研究課題
基盤研究(B)
本研究では、エストロゲン刺激に伴って細胞内で進むゲノミック経路とは異なる新たなエストロゲン応答カスケードによるシグナル伝達について、small G-proteinの関与を明らかにするとともに、それらが関与する細胞増殖や細胞運動などが関わる生理機能や性分化などを指標にして新規カスケードを明らかにすることを目標にする。さらに、そのようなエストロゲン様応答をする化合物を明らかにすることでエストロゲン製剤や機能性食品などへの応用の可能性を検討する。特に、すでに我々が明らかにしたエストロゲン様活性を有するが細胞増殖能は持たない「サイレントエストロゲン」に属する化合物を明らかにするとともにその利用法を探る。本年度の成果は、(1)エストロゲン様化学物質による遺伝子発現プロファイル解析により新しいエストロゲンシグナルカスケードの存在が明らかにして報告を行った。また、(2)新規シグナル伝達カスケードに関する検証を行い、細胞運動に関わるRacなどのsmall G-proteinの関与が明らかになった。
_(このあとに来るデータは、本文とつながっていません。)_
//! Self-describing move records.
//!
//! A `ChessMove` carries everything needed to apply it: origin, destination,
//! the moving piece, any captured piece, the promotion choice and a set of
//! independent flag bits.

use std::fmt;

use crate::game_state::chess_types::{PieceKind, Square};
use crate::utils::algebraic::square_name;

pub type MoveFlags = u8;

pub const FLAG_CAPTURE: MoveFlags = 1 << 0;
pub const FLAG_DOUBLE_PAWN_PUSH: MoveFlags = 1 << 1;
pub const FLAG_EN_PASSANT: MoveFlags = 1 << 2;
pub const FLAG_CASTLING: MoveFlags = 1 << 3;
pub const FLAG_PROMOTION: MoveFlags = 1 << 4;

#[derive(Debug, Clone, Copy, PartialEq, Eq, Hash)]
pub struct ChessMove {
    pub from: Square,
    pub to: Square,
    pub moved_piece: PieceKind,
    pub captured_piece: Option<PieceKind>,
    /// Present iff `FLAG_PROMOTION` is set.
    pub promotion_piece: Option<PieceKind>,
    pub flags: MoveFlags,
}

impl ChessMove {
    /// Build a move; the capture and promotion flags are derived from the
    /// optional pieces so they can never disagree.
    #[inline]
    pub fn new(
        from: Square,
        to: Square,
        moved_piece: PieceKind,
        captured_piece: Option<PieceKind>,
        promotion_piece: Option<PieceKind>,
        extra_flags: MoveFlags,
    ) -> Self {
        let mut flags = extra_flags;
        if captured_piece.is_some() {
            flags |= FLAG_CAPTURE;
        }
        if promotion_piece.is_some() {
            flags |= FLAG_PROMOTION;
        }
        Self {
            from,
            to,
            moved_piece,
            captured_piece,
            promotion_piece,
            flags,
        }
    }

    #[inline]
    pub fn quiet(from: Square, to: Square, moved_piece: PieceKind) -> Self {
        Self::new(from, to, moved_piece, None, None, 0)
    }

    #[inline]
    pub const fn has_flag(&self, flag: MoveFlags) -> bool {
        self.flags & flag != 0
    }

    #[inline]
    pub const fn is_capture(&self) -> bool {
        self.has_flag(FLAG_CAPTURE)
    }

    #[inline]
    pub const fn is_en_passant(&self) -> bool {
        self.has_flag(FLAG_EN_PASSANT)
    }

    #[inline]
    pub const fn is_castling(&self) -> bool {
        self.has_flag(FLAG_CASTLING)
    }

    #[inline]
    pub const fn is_double_pawn_push(&self) -> bool {
        self.has_flag(FLAG_DOUBLE_PAWN_PUSH)
    }

    #[inline]
    pub const fn is_promotion(&self) -> bool {
        self.has_flag(FLAG_PROMOTION)
    }

    /// Captures and promotions; the moves quiescence search resolves.
    #[inline]
    pub const fn is_tactical(&self) -> bool {
        self.flags & (FLAG_CAPTURE | FLAG_PROMOTION) != 0
    }

    /// Same origin, destination and promotion choice.
    #[inline]
    pub fn same_action(&self, other: &ChessMove) -> bool {
        self.from == other.from && self.to == other.to && self.promotion_piece == other.promotion_piece
    }
}

/// Long algebraic form, e.g. `e2e4` or `a7a8q`.
impl fmt::Display for ChessMove {
    fn fmt(&self, f: &mut fmt::Formatter<'_>) -> fmt::Result {
        write!(f, "{}{}", square_name(self.from), square_name(self.to))?;
        if let Some(promo) = self.promotion_piece {
            write!(f, "{}", promo.fen_char())?;
        }
        Ok(())
    }
}
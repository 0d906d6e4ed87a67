//! Pseudo-legal moves for knights, bishops, rooks and queens.
//!
//! Each generator intersects the piece's attack set with the squares allowed
//! by the generation mode (own pieces are always excluded).

use crate::game_state::{chess_types::*, game_state::GameState};
use crate::move_generation::legal_move_shared::{push_moves_to_targets, target_mask, GenMode};
use crate::moves::bitboard_geometry::squares;
use crate::moves::leaper_attacks::knight_attacks;
use crate::moves::move_descriptions::ChessMove;
use crate::moves::slider_attacks::{bishop_attacks, queen_attacks, rook_attacks};

/// Attack set of a non-pawn, non-king piece standing on `square`.
#[inline]
pub fn piece_attacks(kind: PieceKind, square: Square, occupancy: Bitboard) -> Bitboard {
    match kind {
        PieceKind::Knight => knight_attacks(square),
        PieceKind::Bishop => bishop_attacks(square, occupancy),
        PieceKind::Rook => rook_attacks(square, occupancy),
        PieceKind::Queen => queen_attacks(square, occupancy),
        PieceKind::Pawn | PieceKind::King => 0,
    }
}

fn generate_for_kind(game_state: &GameState, kind: PieceKind, mode: GenMode, out: &mut Vec<ChessMove>) {
    let allowed = target_mask(game_state, mode);
    for from in squares(game_state.pieces_of(game_state.side_to_move, kind)) {
        let targets = piece_attacks(kind, from, game_state.occupancy_all) & allowed;
        push_moves_to_targets(game_state, from, kind, targets, out);
    }
}

pub fn generate_knight_moves(game_state: &GameState, mode: GenMode, out: &mut Vec<ChessMove>) {
    generate_for_kind(game_state, PieceKind::Knight, mode, out);
}

pub fn generate_bishop_moves(game_state: &GameState, mode: GenMode, out: &mut Vec<ChessMove>) {
    generate_for_kind(game_state, PieceKind::Bishop, mode, out);
}

pub fn generate_rook_moves(game_state: &GameState, mode: GenMode, out: &mut Vec<ChessMove>) {
    generate_for_kind(game_state, PieceKind::Rook, mode, out);
}

pub fn generate_queen_moves(game_state: &GameState, mode: GenMode, out: &mut Vec<ChessMove>) {
    generate_for_kind(game_state, PieceKind::Queen, mode, out);
}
また、連携研究者との共同研究により、(3)ラット脳の分化におけるエストロゲン応答細胞運動関連シグナルカスケードの解析を進めて、アクチン重合反応を制御するcofilinの関与を明らかにして、論文発表を行った。今後は、(4)新規シグナル伝達カスケードに関する天然物由来化合物を用いた検証により、(1)~(3)で得られた基本的なシグナルカスケードに関する情報をさらに複雑な刺激(特に複数の刺激が同時に起る場合)の解析に対して応用が可能かを検討することでエストロゲン製剤や機能性食品などへの応用の可能性を検討する。
2: おおむね順調に進展している
当初計画した解析を問題なく進めることができ、結果もほぼ計画通りに得られ、また、成果の発表もほぼ計画通りに進んでいるため。
平成24年度に行った、(1)エストロゲン様化学物質による遺伝子発現ブロファイル解析は平成25年度も継続するが、特に混合物に関してプロファイルを取得し、単体化合物との比較から細胞機能への影響予測を行う。さらに、(2)新規シグナル伝達カスケードに関する検証を行う。また、(3)ラット脳の分化におけるエストロゲン応答細胞運動関連シグナルカスケードの解析により、細胞運動と細胞死に関係するタンパク質に注目して解析を行う。本研究は、日本医科大学と連携して進める。なお、(1)と(2)は本年度で終了するが、(4)新規シグナル伝達カスケードに関する天然物由来化合物を用いた検証の項で発展的に継続する。
エストロゲン様化合物の影響評価のために遺伝子発現解析のための細胞培養試薬やRNA及びタンパク質解析用試薬などの試薬・消耗品費、シグナル伝達カスケード解析用試薬とその実験を行う研究補助員雇用費を計上する。また、成果発表のために学会発表に関わる旅費、また、論文発表に必要な英文添削費用(外注費)と論文別刷り費用を計上する。